The “plan,” presented to Republican leaders yesterday, consists of $1.6 trillion in tax hikes over 10 years and unspecified spending cuts that “could total” $400 billion over the same period. So estimating liberally, the package consists of at least $4 of tax increases to $1 of spending cuts—and that’s if the promised spending reductions do materialize (which is far from certain). This is the Obama definition of “a balanced plan.”

It gets better. Even before these phantom savings come in, the President starts spending them: $25 billion to extend Medicare physicians’ payments and another $30 billion for extended unemployment insurance—both of which are part of the fiscal cliff.
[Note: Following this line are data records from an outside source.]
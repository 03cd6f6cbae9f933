use chrono::{DateTime, NaiveDate, Utc};

/// Source of "now" and "today". Status defaults and reconciliation timestamps read it.
pub trait Clock: Send + Sync {
    fn now(&self) -> DateTime<Utc>;

    /// The UTC calendar date of [`Clock::now`].
    fn today(&self) -> NaiveDate {
        self.now().date_naive()
    }
}

/// Wall-clock time.
#[derive(Debug, Clone, Copy, Default)]
pub struct SystemClock;

impl Clock for SystemClock {
    fn now(&self) -> DateTime<Utc> {
        Utc::now()
    }
}

/// A clock pinned to one instant.
#[derive(Debug, Clone, Copy)]
pub struct FixedClock(pub DateTime<Utc>);

impl FixedClock {
    /// Pins the clock to midnight UTC of `date`.
    pub fn on(date: NaiveDate) -> Self {
        Self(date.and_time(chrono::NaiveTime::MIN).and_utc())
    }
}

impl Clock for FixedClock {
    fn now(&self) -> DateTime<Utc> {
        self.0
    }
}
He also wants $50 billion for more economic “stimulus” (how’s that been working out so far?) and an unnamed amount for new mortgage refinancing relief.

Put simply: Spend now, save later.

About all of this, a few points:

First, the emphasis on tax hikes first is totally misguided—and has been from the beginning. The main driver of government deficits and debt is spending. Spending is how government does what it does. It is the root cause of all other fiscal consequences and the reason government taxes and borrows. Therefore, controlling spending is the key to controlling the budget. Spending restraint should be the focus of these negotiations.
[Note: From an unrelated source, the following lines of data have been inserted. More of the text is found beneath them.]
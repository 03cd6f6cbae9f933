use chrono::NaiveDate;
use serde::Serialize;
use serde_json::json;

use cashflow_core::{occurrence, EditMode, RuleDeletion, RuleService, RuleUpdate};
use cashflow_domain::{RecurrenceRule, RuleDraft, RulePatch};

use crate::cli::{
    output::money, CliContext, RuleAddArgs, RuleCommand, RuleEditArgs, Scope, ScopeArgs,
};
use crate::errors::{CliError, CliResult};

pub fn run(ctx: &mut CliContext, action: RuleCommand) -> CliResult {
    match action {
        RuleCommand::Add(args) => add(ctx, args),
        RuleCommand::List => list(ctx),
        RuleCommand::Edit(args) => edit(ctx, args),
        RuleCommand::Delete { rule, scope } => {
            let user = ctx.user()?;
            let outcome = RuleService::delete(&mut ctx.store, user, rule, edit_mode(scope)?)?;
            let summary = match outcome {
                RuleDeletion::Deleted { exceptions_removed } => {
                    json!({ "deleted": rule, "exceptions_removed": exceptions_removed })
                }
                RuleDeletion::Skipped(exception) => {
                    json!({ "skipped": exception.date, "exception_id": exception.id })
                }
                RuleDeletion::Ended(ended) => json!({ "ended": ended.id, "end_date": ended.end_date }),
            };
            if ctx.out.is_json() {
                return ctx.out.json(&summary);
            }
            ctx.out.success(format!("Rule {rule} updated: {summary}"));
            Ok(())
        }
    }
}

fn add(ctx: &mut CliContext, args: RuleAddArgs) -> CliResult {
    let user = ctx.user()?;
    let currency = args.currency.unwrap_or_else(|| ctx.config.currency.clone());
    let mut draft = RuleDraft::one_time(
        user,
        args.account,
        args.category,
        args.name,
        args.amount,
        currency,
        args.start,
    );
    match (args.monthly, args.yearly, args.month) {
        (Some(day), None, None) => draft = draft.monthly(day),
        (None, Some(day), Some(month)) => draft = draft.yearly(day, month),
        (None, None, None) => {}
        _ => {
            return Err(CliError::Input(
                "use --monthly DAY, or --yearly DAY together with --month".into(),
            ))
        }
    }
    if let Some(until) = args.until {
        draft = draft.until(until);
    }
    if let Some(to_account) = args.to_account {
        draft = draft.transfer_to(to_account);
    }
    if let Some(note) = args.note {
        draft = draft.with_note(note);
    }

    let rule = RuleService::create(&mut ctx.store, draft)?;
    if ctx.out.is_json() {
        return ctx.out.json(&rule);
    }
    ctx.out.success(format!(
        "Created rule {} ({}), {}",
        rule.name,
        rule.id,
        rule.schedule.label()
    ));
    Ok(())
}

/// A rule as listed, with the next date its schedule fires.
#[derive(Serialize)]
struct ListedRule<'a> {
    #[serde(flatten)]
    rule: &'a RecurrenceRule,
    next_occurrence: Option<NaiveDate>,
}

fn list(ctx: &CliContext) -> CliResult {
    let rules = RuleService::list(&ctx.store, ctx.user()?)?;
    let today = ctx.today();
    let listed: Vec<ListedRule<'_>> = rules
        .iter()
        .map(|rule| ListedRule {
            rule,
            next_occurrence: occurrence::next_occurrence(rule, today),
        })
        .collect();
    if ctx.out.is_json() {
        return ctx.out.json(&listed);
    }
    ctx.out.header(format!("Rules ({})", rules.len()));
    let rows: Vec<Vec<String>> = listed
        .iter()
        .map(|ListedRule { rule, next_occurrence }| {
            vec![
                rule.id.to_string(),
                rule.name.clone(),
                money(rule.amount, &rule.currency),
                rule.schedule.label(),
                rule.start_date.to_string(),
                rule.end_date.map(|d| d.to_string()).unwrap_or_default(),
                next_occurrence.map(|d| d.to_string()).unwrap_or_else(|| "-".into()),
            ]
        })
        .collect();
    ctx.out.table(
        &["ID", "Name", "Amount", "Schedule", "Start", "End", "Next"],
        &rows,
    );
    Ok(())
}

fn edit(ctx: &mut CliContext, args: RuleEditArgs) -> CliResult {
    let user = ctx.user()?;
    let patch = edit_patch(&args);
    if patch.is_empty() {
        return Err(CliError::Input("nothing to change".into()));
    }

    let outcome = RuleService::update(&mut ctx.store, user, args.rule, edit_mode(args.scope)?, patch)?;
    let summary = match outcome {
        RuleUpdate::Replaced(rule) => json!({ "replaced": rule.id }),
        RuleUpdate::Overridden(exception) => {
            json!({ "overridden": exception.date, "exception_id": exception.id })
        }
        RuleUpdate::Split {
            original,
            successor,
        } => json!({
            "original": original.id,
            "original_end_date": original.end_date,
            "successor": successor.id,
            "successor_start_date": successor.start_date,
        }),
    };
    if ctx.out.is_json() {
        return ctx.out.json(&summary);
    }
    ctx.out.success(format!("Rule {} updated: {summary}", args.rule));
    Ok(())
}

fn edit_patch(args: &RuleEditArgs) -> RulePatch {
    RulePatch {
        name: args.name.clone(),
        amount: args.amount,
        account_id: args.account,
        to_account_id: set_or_clear(args.to_account, args.clear_transfer),
        note: set_or_clear(args.note.clone(), args.clear_note),
        ..RulePatch::default()
    }
}

/// `Some(None)` asks the merge to clear the field.
fn set_or_clear<T>(value: Option<T>, clear: bool) -> Option<Option<T>> {
    match value {
        Some(value) => Some(Some(value)),
        None => clear.then_some(None),
    }
}

fn edit_mode(scope: ScopeArgs) -> CliResult<EditMode> {
    match (scope.scope, scope.date) {
        (Scope::All, _) => Ok(EditMode::All),
        (Scope::This, Some(date)) => Ok(EditMode::ThisOnly(date)),
        (Scope::Future, Some(date)) => Ok(EditMode::ThisAndFuture(date)),
        (_, None) => Err(CliError::Input(
            "--date is required with --scope this or --scope future".into(),
        )),
    }
}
Second, controlling spending requires restructuring government entitlements—especially Medicare, Medicaid, and Social Security. Obama and his allies refuse to face this fact, preferring to demagogue those who would “slash” these programs. The best way to ensure such cuts, however, is to leave these programs alone; they will collapse under their own weight.
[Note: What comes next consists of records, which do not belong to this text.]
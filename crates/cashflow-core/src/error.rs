use cashflow_domain::{DateWindowError, DomainError};
use thiserror::Error;
use uuid::Uuid;

#[derive(Debug, Error)]
pub enum CoreError {
    #[error(transparent)]
    Domain(#[from] DomainError),
    #[error("Validation failed: {0}")]
    Validation(String),
    #[error("Invalid date range: {0}")]
    InvalidRange(#[from] DateWindowError),
    #[error("Date range too large: {days} days (max {max})")]
    RangeTooLarge { days: i64, max: i64 },
    #[error("Rule not found: {0}")]
    RuleNotFound(Uuid),
    #[error("Account not found: {0}")]
    AccountNotFound(Uuid),
    #[error("Category not found: {0}")]
    CategoryNotFound(Uuid),
    #[error("Reconciliation not found: {0}")]
    ReconciliationNotFound(Uuid),
    #[error("Not authorized to modify {0}")]
    Forbidden(String),
    #[error("Invalid operation: {0}")]
    InvalidOperation(String),
    #[error("Storage error: {0}")]
    Storage(String),
}
//! Confirmation of occurrences booked against placeholder (planning) accounts.

use std::collections::HashSet;

use chrono::{DateTime, NaiveDate, Utc};
use tracing::info;
use uuid::Uuid;

use cashflow_domain::{shift_days, DateWindow, ExceptionPatch, Owned, TransactionInstance};

use crate::{
    overlay,
    recurrence_service::RecurrenceService,
    rule_service::RuleService,
    storage::{AccountQuery, PlannerStore},
    CoreError,
};

/// Default look-back used when searching for unconfirmed occurrences.
pub const DEFAULT_LOOKBACK_DAYS: i64 = 365;

/// Which occurrences of a rule a bulk confirmation reassigns.
#[derive(Debug, Clone, PartialEq, Eq)]
pub enum ConfirmTarget {
    /// Move the whole series to the confirmed account.
    All,
    /// Every occurrence from the look-back start through today.
    Past,
    Dates(Vec<NaiveDate>),
}

pub struct ConfirmationService;

impl ConfirmationService {
    /// Past occurrences sitting on an active planning account that nobody has confirmed.
    pub fn pending<S: PlannerStore>(
        store: &S,
        user_id: Uuid,
        today: NaiveDate,
        lookback_days: i64,
    ) -> Result<Vec<TransactionInstance>, CoreError> {
        let planning: Vec<_> = store
            .active_accounts(user_id, &AccountQuery::all())?
            .into_iter()
            .filter(|account| account.is_planning())
            .collect();
        if planning.is_empty() {
            return Ok(Vec::new());
        }

        let window = DateWindow::new(shift_days(today, -lookback_days.max(0)), today)?;
        let instances = RecurrenceService::expand(store, user_id, window, today)?;
        Ok(instances
            .into_iter()
            .filter(|instance| {
                planning.iter().any(|account| {
                    account.id == instance.account_id
                        && overlay::needs_confirmation(instance, account.kind)
                })
            })
            .collect())
    }

    /// Assigns `account_id` to the targeted occurrences of a rule and marks them
    /// confirmed. Returns how many occurrences were touched; `All` counts as one.
    #[allow(clippy::too_many_arguments)]
    pub fn bulk_confirm<S: PlannerStore>(
        store: &mut S,
        user_id: Uuid,
        rule_id: Uuid,
        account_id: Uuid,
        target: ConfirmTarget,
        today: NaiveDate,
        lookback_days: i64,
        now: DateTime<Utc>,
    ) -> Result<usize, CoreError> {
        let rule = RuleService::owned_rule(&*store, user_id, rule_id)?;
        match store.account(account_id)? {
            Some(account) if account.is_owned_by(user_id) => {}
            _ => return Err(CoreError::AccountNotFound(account_id)),
        }

        let dates: Vec<NaiveDate> = match target {
            ConfirmTarget::All => {
                let mut moved = rule;
                moved.account_id = account_id;
                moved.validate()?;
                store.replace_rule(moved)?;
                info!(%rule_id, %account_id, "confirmed every occurrence");
                return Ok(1);
            }
            ConfirmTarget::Past => {
                let window = DateWindow::new(shift_days(today, -lookback_days.max(0)), today)?;
                RecurrenceService::expand(&*store, user_id, window, today)?
                    .into_iter()
                    .filter(|instance| instance.rule_id == rule_id)
                    .map(|instance| instance.date)
                    .collect()
            }
            ConfirmTarget::Dates(dates) => {
                if dates.is_empty() {
                    return Err(CoreError::Validation(
                        "at least one date is required".into(),
                    ));
                }
                let mut seen = HashSet::new();
                dates.into_iter().filter(|date| seen.insert(*date)).collect()
            }
        };

        let patch = ExceptionPatch::confirm(account_id, now);
        let count = store.atomically(|tx| {
            for date in &dates {
                let existing = tx.exception(rule_id, *date)?;
                let exception = patch.merge(existing.as_ref(), rule_id, *date)?;
                tx.upsert_exception(exception)?;
            }
            Ok(dates.len())
        })?;
        info!(%rule_id, %account_id, count, "confirmed occurrences");
        Ok(count)
    }
}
Third, the task at hand is the “fiscal cliff”—the $500 billion in tax increases and $110 billion in across-the-board spending cuts (sequestration) scheduled to start in January 2013. In the few weeks left till the New Year, Congress and the President should attend to those issues and leave the rest for next year, under regular budget procedures.

As it happens, way back in May, House Republicans adopted a plan to avoid the cliff, though they seem too modest these days to discuss it. Their package—written in legislative language and accompanied by formal estimates from the Congressional Budget Office—replaced the crude sequestration mechanism with specific policy reforms, including Medicaid and food stamps. It would have prevented the current crisis and also placed a down payment on needed entitlement reform. It could have formed a reasonable starting point for negotiations (and still could).

The President and the Senate, however, simply ignored the proposal while offering no alternative of their own—exercising passive-aggressive neglect of their fiscal responsibilities.

There is still time to fix the current dilemma, but time is running short. There are “Six Bipartisan Entitlement Reforms to Solve the Real Fiscal Crisis”—the President only needs to seize the moment and lead. If, instead, the President and his allies continue their frivolous tactics, they will provide a whole new definition of the term “lame-duck session.”